Historia de un amor
 

Era una tarde como cualquier otra de esta cuidad, sin embargo para Verónica no era tan común, pues en los últimos años se había empezado a sentir deferente, se había dado cuenta de que le atraían más las mujeres que los hombres, de hecho no sentía casi ninguna atracción hacia ellos, sin embargo, habían tardes como esta que la desesperaban, ya que sus sentimientos y la moral que absurdamente se había impuesto en la sociedad se enfrentaban en una guerra sin cuartel, que lo único que ocasionaban en ella era deprimirla, porque aún no podía aceptarse como lesbiana.

Tenía 19 años, era delgada de 1,60 m de estatura, ojos cafés, tenía unas voluptuosas piernas que eran su mayor atractivo y unos pechos medianos muy sensibles al mínimo contacto.  No era una belleza, paro tenía sus encantos, como sus hermosos labios pequeños.  Era una persona demasiado seria, responsable, orgullosa, difícil para expresar sus verdaderos sentimientos, pues en realidad era una mujer tierna y amorosa, capaz de dar las más suaves caricias y de decir las más profundas palabras de amor a quien podía traspasar la dura barrera de su corazón. Las pocas relaciones que había logrado sostener con ciertos chicos no habían sido duraderas y más bien la habían dejado con un sin sabor que la habían lastimado mucho.

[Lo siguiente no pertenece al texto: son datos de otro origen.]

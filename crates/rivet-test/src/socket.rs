//! WebSocket connections of the loopback engine.

use std::cell::RefCell;
use std::collections::BTreeSet;
use std::rc::{Rc, Weak};

use bytes::{Bytes, BytesMut};
use rivet_core::transport::{NativeSocket, OpCode, RouteId, SendStatus, WsRouteOptions};
use uuid::Uuid;

use crate::engine::{Event, LoopbackEngine};

/// Close code the engine reports when a connection is dropped without a
/// close frame.
pub const ABNORMAL_CLOSURE: u16 = 1006;

#[derive(Default)]
pub(crate) struct SocketState {
    pub(crate) topics: BTreeSet<String>,
    pub(crate) received: Vec<(Bytes, OpCode)>,
    pending: Vec<(Bytes, OpCode)>,
    fragment: Option<(OpCode, BytesMut)>,
    buffered: usize,
    pub(crate) stalled: bool,
    pub(crate) closed: Option<(u16, Bytes)>,
    cork_depth: u32,
    cork_dirty: bool,
    pub(crate) flushes: usize,
}

/// Server side of one WebSocket connection.
pub struct LoopbackSocket {
    pub(crate) id: u64,
    pub(crate) route: RouteId,
    options: WsRouteOptions,
    user_data: Option<Uuid>,
    remote_address: String,
    me: Weak<LoopbackSocket>,
    pub(crate) state: RefCell<SocketState>,
    engine: Weak<LoopbackEngine>,
}

impl LoopbackSocket {
    pub(crate) fn new(
        id: u64,
        route: RouteId,
        options: WsRouteOptions,
        user_data: Option<Uuid>,
        remote_address: String,
        engine: Weak<LoopbackEngine>,
    ) -> Rc<Self> {
        Rc::new_cyclic(|me| Self {
            id,
            route,
            options,
            user_data,
            remote_address,
            me: me.clone(),
            state: RefCell::new(SocketState::default()),
            engine,
        })
    }

    pub(crate) fn is_open(&self) -> bool {
        self.state.borrow().closed.is_none()
    }

    pub(crate) fn engine_handle(&self) -> Option<Rc<LoopbackEngine>> {
        self.engine.upgrade()
    }

    pub(crate) fn handle(&self) -> Option<Rc<Self>> {
        self.me.upgrade()
    }

    /// Queues one complete message toward the client.
    pub(crate) fn deliver(&self, payload: &[u8], opcode: OpCode) -> SendStatus {
        let close = {
            let mut state = self.state.borrow_mut();
            if state.closed.is_some() {
                return SendStatus::Dropped;
            }
            let message = (Bytes::copy_from_slice(payload), opcode);
            if !state.stalled {
                state.received.push(message);
                if state.cork_depth > 0 {
                    state.cork_dirty = true;
                } else {
                    state.flushes += 1;
                }
                return SendStatus::Success;
            }
            let limit = self.options.max_backpressure as usize;
            if state.buffered + payload.len() > limit {
                self.options.close_on_backpressure_limit
            } else {
                state.buffered += payload.len();
                state.pending.push(message);
                return SendStatus::Backpressure;
            }
        };
        if close {
            self.shut(ABNORMAL_CLOSURE, Bytes::new());
        }
        SendStatus::Dropped
    }

    /// The client stops reading.
    pub(crate) fn stall(&self) {
        self.state.borrow_mut().stalled = true;
    }

    /// The client reads everything buffered.
    pub(crate) fn drain(&self) {
        let had_pending = {
            let mut state = self.state.borrow_mut();
            state.stalled = false;
            state.buffered = 0;
            let pending = std::mem::take(&mut state.pending);
            let had_pending = !pending.is_empty();
            state.received.extend(pending);
            had_pending
        };
        if let (true, Some(me)) = (had_pending, self.handle()) {
            self.enqueue(Event::WsDrain(me));
        }
    }

    fn enqueue(&self, event: Event) {
        if let Some(engine) = self.engine.upgrade() {
            engine.enqueue_all(vec![event]);
        }
    }

    /// Closes the connection and schedules the close event.
    pub(crate) fn shut(&self, code: u16, reason: Bytes) {
        let topics = {
            let mut state = self.state.borrow_mut();
            if state.closed.is_some() {
                return;
            }
            state.closed = Some((code, reason.clone()));
            std::mem::take(&mut state.topics)
        };
        if let Some(engine) = self.engine.upgrade() {
            for topic in &topics {
                engine.broker_remove(topic, self.id);
            }
        }
        if let Some(me) = self.handle() {
            self.enqueue(Event::WsClose { socket: me, code, reason });
        }
    }

    fn subscription_change(&self, topic: &str, subscribe: bool) -> bool {
        let changed = {
            let mut state = self.state.borrow_mut();
            if state.closed.is_some() {
                return false;
            }
            if subscribe {
                state.topics.insert(topic.to_string())
            } else {
                state.topics.remove(topic)
            }
        };
        if !changed {
            return false;
        }
        let (Some(engine), Some(me)) = (self.engine.upgrade(), self.handle()) else {
            return true;
        };
        let old_count = engine.num_subscribers_of(topic);
        if subscribe {
            engine.broker_add(topic, &me);
        } else {
            engine.broker_remove(topic, self.id);
        }
        let new_count = engine.num_subscribers_of(topic);
        engine.enqueue_all(vec![Event::Subscription {
            socket: me,
            topic: topic.to_string(),
            new_count,
            old_count,
        }]);
        true
    }
}

impl NativeSocket for LoopbackSocket {
    fn send(&self, payload: &[u8], opcode: OpCode, _compress: bool, _fin: bool) -> SendStatus {
        self.deliver(payload, opcode)
    }

    fn send_fragment(&self, payload: &[u8], _compress: bool) -> SendStatus {
        let mut state = self.state.borrow_mut();
        if state.closed.is_some() {
            return SendStatus::Dropped;
        }
        match state.fragment.as_mut() {
            Some((_, buffer)) => {
                buffer.extend_from_slice(payload);
                SendStatus::Success
            }
            None => SendStatus::Dropped,
        }
    }

    fn send_first_fragment(&self, payload: &[u8], opcode: OpCode, _compress: bool) -> SendStatus {
        let mut state = self.state.borrow_mut();
        if state.closed.is_some() {
            return SendStatus::Dropped;
        }
        state.fragment = Some((opcode, BytesMut::from(payload)));
        SendStatus::Success
    }

    fn send_last_fragment(&self, payload: &[u8], _compress: bool) -> SendStatus {
        let fragment = self.state.borrow_mut().fragment.take();
        match fragment {
            Some((opcode, mut buffer)) => {
                buffer.extend_from_slice(payload);
                self.deliver(&buffer, opcode)
            }
            None => SendStatus::Dropped,
        }
    }

    fn end(&self, code: u16, message: &[u8]) {
        self.shut(code, Bytes::copy_from_slice(message));
    }

    fn close(&self) {
        self.shut(ABNORMAL_CLOSURE, Bytes::new());
    }

    fn cork(&self, scope: &mut dyn FnMut()) {
        self.state.borrow_mut().cork_depth += 1;
        scope();
        let mut state = self.state.borrow_mut();
        state.cork_depth -= 1;
        if state.cork_depth == 0 && std::mem::take(&mut state.cork_dirty) {
            state.flushes += 1;
        }
    }

    fn subscribe(&self, topic: &str) -> bool {
        self.subscription_change(topic, true)
    }

    fn unsubscribe(&self, topic: &str) -> bool {
        self.subscription_change(topic, false)
    }

    fn is_subscribed(&self, topic: &str) -> bool {
        self.state.borrow().topics.contains(topic)
    }

    fn topics(&self) -> Vec<String> {
        self.state.borrow().topics.iter().cloned().collect()
    }

    fn buffered_amount(&self) -> usize {
        self.state.borrow().buffered
    }

    fn remote_address(&self) -> Option<String> {
        Some(self.remote_address.clone())
    }

    fn user_data(&self) -> Option<Uuid> {
        self.user_data
    }
}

Esa tarde había decidido ir a tomar un café en un bar cerca de su universidad, ninguna de sus amigas, con quien solía ir allí, estaban libres, así que fue sola.  Se sentó en una mesa un tanto alejada del resto, al fondo del lugar y pidió un café con tequila, que era su favorito.

Allí estaba, absorta en sus pensamientos y sentimientos contrariados, que no notó que Elena, una joven mesera del café, se había sentado frente a ella.

- ¡Hey!, ¿estás ahí?

- Si, perdón, disculpa  - atinó a contestar Verónica un tanto sorprendida.

- Disculpa, no quise asustarte, es que te vi aquí sola y bueno…

- No te disculpes, por favor, no me vendría mal compañía en este momento.

Verónica no supo que le pasó, pero al mirar directamente esos dulces ojos miel, una corriente eléctrica invadió su cuerpo entero, erizando su piel.  Lo que ella no podía imaginar, era que Elena, quien era una lesbiana declarada, había sentido lo mismo desde la primera vez que vio a Verónica entra con un grupo de amigas al café unos meses antes.

- Sabes, siempre que vienes aquí suelos hacerlo con tus amigas, ahora estas sola - dijo Elena.

- Pues, pues así es - respondió Verónica un poco molesta por aquel comentario - es lo que hoy ninguna estaba libre y bueno necesitaba pensar un poco.

- Hmmm, eso paree líos de amores - dijo pícara.

- Si, algo parecido - inquirió verónica mucho mas seria porque la impertinencia de aquella mujer la tenía desconcertada.

- Yo terminé con mi pareja hace como tres meses - continuó Elena sin importarle la actitud que su clienta había tomado, aunque su tono esta vez fue triste - ella y yo no nos entendíamos, el amor se nos agotó.

- ¿Ella? - exclamó Verónica sorprendida.

- Si ella, ¿por qué?, ¿tienes algún problema con eso?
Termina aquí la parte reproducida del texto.